**EXERCISE DIRECTIONS**
Print the first line of the material below and each line after it, exactly as written, ending with the line that contains "them onto any".
== MATERIAL FOR THIS EXERCISE ==
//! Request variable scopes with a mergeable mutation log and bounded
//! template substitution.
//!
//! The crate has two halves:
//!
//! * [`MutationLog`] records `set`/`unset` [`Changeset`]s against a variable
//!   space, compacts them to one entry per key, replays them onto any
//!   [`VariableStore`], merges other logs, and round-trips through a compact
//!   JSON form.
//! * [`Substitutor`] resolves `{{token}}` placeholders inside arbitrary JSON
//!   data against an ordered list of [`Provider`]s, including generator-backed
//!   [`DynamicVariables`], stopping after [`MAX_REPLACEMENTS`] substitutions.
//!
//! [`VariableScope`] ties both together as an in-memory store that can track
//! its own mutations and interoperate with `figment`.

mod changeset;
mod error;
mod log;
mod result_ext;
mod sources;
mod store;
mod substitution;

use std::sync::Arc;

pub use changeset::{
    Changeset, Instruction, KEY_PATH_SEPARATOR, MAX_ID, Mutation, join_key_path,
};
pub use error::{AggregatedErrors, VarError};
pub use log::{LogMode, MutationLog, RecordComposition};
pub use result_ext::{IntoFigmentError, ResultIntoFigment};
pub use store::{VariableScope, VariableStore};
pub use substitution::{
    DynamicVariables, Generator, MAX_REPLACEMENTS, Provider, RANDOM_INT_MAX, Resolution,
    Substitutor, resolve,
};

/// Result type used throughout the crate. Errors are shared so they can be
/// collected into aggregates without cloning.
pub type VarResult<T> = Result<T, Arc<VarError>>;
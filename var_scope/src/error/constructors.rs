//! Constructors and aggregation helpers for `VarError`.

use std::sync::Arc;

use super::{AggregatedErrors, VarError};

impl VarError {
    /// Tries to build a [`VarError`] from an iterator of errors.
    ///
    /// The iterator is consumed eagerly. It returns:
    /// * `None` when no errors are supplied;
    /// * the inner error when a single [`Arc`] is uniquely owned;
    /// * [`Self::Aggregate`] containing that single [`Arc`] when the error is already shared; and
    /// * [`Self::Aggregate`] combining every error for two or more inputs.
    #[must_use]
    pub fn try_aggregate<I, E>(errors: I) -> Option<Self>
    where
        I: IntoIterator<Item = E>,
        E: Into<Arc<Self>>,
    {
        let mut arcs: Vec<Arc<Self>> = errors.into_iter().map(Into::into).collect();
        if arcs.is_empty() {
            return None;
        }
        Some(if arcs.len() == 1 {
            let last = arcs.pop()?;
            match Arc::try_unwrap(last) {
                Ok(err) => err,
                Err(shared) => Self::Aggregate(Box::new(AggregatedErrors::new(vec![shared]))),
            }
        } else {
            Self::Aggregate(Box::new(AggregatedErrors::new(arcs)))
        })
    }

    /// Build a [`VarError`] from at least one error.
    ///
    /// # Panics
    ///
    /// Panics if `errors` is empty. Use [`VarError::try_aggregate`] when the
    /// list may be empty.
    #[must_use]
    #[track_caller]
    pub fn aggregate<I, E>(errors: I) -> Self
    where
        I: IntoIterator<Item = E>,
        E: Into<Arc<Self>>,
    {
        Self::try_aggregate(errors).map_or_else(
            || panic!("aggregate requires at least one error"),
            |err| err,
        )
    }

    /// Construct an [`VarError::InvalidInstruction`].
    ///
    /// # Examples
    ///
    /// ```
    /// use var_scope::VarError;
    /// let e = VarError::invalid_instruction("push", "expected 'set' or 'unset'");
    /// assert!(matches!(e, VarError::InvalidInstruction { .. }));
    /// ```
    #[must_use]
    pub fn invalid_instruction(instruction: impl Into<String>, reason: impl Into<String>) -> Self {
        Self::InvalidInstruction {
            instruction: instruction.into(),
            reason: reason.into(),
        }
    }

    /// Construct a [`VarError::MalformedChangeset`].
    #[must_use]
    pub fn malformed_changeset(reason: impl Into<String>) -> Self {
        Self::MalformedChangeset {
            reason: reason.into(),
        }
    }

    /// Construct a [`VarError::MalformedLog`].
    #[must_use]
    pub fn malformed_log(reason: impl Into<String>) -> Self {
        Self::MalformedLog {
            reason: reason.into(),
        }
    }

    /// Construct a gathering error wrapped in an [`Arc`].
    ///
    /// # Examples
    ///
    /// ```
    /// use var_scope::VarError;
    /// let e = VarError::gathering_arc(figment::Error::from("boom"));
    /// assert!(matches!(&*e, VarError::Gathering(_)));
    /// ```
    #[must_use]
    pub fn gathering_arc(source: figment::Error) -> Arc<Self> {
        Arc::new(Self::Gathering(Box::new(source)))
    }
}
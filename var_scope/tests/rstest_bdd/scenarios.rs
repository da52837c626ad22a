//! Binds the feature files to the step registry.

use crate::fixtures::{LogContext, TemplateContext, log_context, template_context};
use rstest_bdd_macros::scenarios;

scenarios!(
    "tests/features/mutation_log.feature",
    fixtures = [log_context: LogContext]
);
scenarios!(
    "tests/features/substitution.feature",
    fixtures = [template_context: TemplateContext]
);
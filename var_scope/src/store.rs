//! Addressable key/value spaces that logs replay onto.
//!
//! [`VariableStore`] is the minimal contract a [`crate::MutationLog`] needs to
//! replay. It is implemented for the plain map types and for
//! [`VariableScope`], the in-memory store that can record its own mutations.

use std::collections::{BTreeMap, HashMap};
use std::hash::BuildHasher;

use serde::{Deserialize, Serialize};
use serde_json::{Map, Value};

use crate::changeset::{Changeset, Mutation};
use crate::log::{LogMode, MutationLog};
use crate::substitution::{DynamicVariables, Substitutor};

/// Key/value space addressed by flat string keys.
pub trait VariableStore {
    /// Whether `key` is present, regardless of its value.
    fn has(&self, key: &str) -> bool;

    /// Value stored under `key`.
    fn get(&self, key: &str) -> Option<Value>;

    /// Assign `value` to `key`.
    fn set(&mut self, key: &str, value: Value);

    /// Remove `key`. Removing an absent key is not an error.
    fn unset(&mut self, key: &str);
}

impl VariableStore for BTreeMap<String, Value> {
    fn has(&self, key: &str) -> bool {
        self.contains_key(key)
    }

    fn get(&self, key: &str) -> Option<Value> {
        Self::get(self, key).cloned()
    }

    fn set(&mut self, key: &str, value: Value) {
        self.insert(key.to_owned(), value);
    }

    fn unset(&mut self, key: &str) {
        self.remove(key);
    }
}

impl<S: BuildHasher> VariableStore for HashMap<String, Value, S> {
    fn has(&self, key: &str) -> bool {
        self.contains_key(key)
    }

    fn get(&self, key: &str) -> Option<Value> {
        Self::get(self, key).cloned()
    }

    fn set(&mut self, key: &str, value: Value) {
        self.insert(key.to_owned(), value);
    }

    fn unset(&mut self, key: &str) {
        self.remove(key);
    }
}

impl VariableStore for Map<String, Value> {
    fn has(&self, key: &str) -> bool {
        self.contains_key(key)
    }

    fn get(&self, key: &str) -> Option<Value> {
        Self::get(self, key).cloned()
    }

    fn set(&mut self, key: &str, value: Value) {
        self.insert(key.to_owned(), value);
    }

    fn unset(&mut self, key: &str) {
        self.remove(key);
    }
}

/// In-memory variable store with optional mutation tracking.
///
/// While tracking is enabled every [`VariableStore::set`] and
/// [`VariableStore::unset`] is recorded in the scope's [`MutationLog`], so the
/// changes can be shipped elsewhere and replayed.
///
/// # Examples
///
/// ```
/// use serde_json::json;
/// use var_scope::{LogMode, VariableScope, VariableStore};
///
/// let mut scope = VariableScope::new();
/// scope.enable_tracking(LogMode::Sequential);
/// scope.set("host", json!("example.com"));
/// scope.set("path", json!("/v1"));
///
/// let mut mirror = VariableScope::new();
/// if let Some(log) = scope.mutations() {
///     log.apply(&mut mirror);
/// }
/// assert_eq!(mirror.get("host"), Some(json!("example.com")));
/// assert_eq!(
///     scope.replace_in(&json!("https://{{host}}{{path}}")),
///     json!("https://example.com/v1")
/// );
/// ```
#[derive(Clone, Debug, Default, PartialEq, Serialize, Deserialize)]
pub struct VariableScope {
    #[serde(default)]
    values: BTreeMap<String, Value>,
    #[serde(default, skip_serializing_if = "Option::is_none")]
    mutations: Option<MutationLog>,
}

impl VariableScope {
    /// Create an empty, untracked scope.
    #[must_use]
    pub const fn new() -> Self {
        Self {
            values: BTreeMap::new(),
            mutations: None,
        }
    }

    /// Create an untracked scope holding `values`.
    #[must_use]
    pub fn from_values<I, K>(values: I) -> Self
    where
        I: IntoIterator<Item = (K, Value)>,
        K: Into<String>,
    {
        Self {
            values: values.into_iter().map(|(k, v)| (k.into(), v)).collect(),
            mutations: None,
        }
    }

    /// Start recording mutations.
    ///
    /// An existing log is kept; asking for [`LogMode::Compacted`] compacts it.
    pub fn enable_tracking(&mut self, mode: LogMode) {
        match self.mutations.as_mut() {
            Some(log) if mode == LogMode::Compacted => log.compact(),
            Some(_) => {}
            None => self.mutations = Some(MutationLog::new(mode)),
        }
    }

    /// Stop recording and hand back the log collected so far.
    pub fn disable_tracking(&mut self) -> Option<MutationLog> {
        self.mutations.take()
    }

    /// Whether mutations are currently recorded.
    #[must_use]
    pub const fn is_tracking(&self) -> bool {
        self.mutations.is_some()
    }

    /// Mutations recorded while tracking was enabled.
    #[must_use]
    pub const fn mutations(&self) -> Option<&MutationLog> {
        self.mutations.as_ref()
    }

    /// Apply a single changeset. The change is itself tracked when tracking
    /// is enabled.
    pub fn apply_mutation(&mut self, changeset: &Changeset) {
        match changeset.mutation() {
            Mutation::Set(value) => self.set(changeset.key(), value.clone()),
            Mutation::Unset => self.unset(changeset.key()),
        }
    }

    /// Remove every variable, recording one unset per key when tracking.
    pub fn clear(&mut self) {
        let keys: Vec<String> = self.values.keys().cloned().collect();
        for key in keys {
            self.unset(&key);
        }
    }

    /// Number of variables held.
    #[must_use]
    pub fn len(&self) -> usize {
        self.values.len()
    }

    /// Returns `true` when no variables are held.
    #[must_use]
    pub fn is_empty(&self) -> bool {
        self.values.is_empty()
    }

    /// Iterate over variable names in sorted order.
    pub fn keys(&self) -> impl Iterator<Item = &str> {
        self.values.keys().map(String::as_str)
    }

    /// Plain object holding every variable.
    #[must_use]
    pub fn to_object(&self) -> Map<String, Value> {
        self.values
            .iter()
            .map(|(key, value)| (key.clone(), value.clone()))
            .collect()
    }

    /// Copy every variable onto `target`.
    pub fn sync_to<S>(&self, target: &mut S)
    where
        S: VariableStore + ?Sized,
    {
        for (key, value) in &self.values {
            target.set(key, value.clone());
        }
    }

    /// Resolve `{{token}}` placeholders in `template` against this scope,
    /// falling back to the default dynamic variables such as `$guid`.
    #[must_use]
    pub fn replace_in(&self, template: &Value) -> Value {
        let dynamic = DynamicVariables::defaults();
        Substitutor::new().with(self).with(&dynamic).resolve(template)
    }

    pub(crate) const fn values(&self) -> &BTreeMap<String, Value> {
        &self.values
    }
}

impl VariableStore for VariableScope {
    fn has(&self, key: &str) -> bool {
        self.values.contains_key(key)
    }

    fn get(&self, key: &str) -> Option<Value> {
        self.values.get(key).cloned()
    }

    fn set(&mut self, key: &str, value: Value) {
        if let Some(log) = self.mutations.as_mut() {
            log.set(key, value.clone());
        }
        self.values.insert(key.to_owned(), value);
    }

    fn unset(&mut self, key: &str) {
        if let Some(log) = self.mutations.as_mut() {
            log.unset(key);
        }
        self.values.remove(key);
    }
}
===
**EXERCISE ANSWER**
//! Request variable scopes with a mergeable mutation log and bounded
//! template substitution.
//!
//! The crate has two halves:
//!
//! * [`MutationLog`] records `set`/`unset` [`Changeset`]s against a variable
//!   space, compacts them to one entry per key, replays them onto any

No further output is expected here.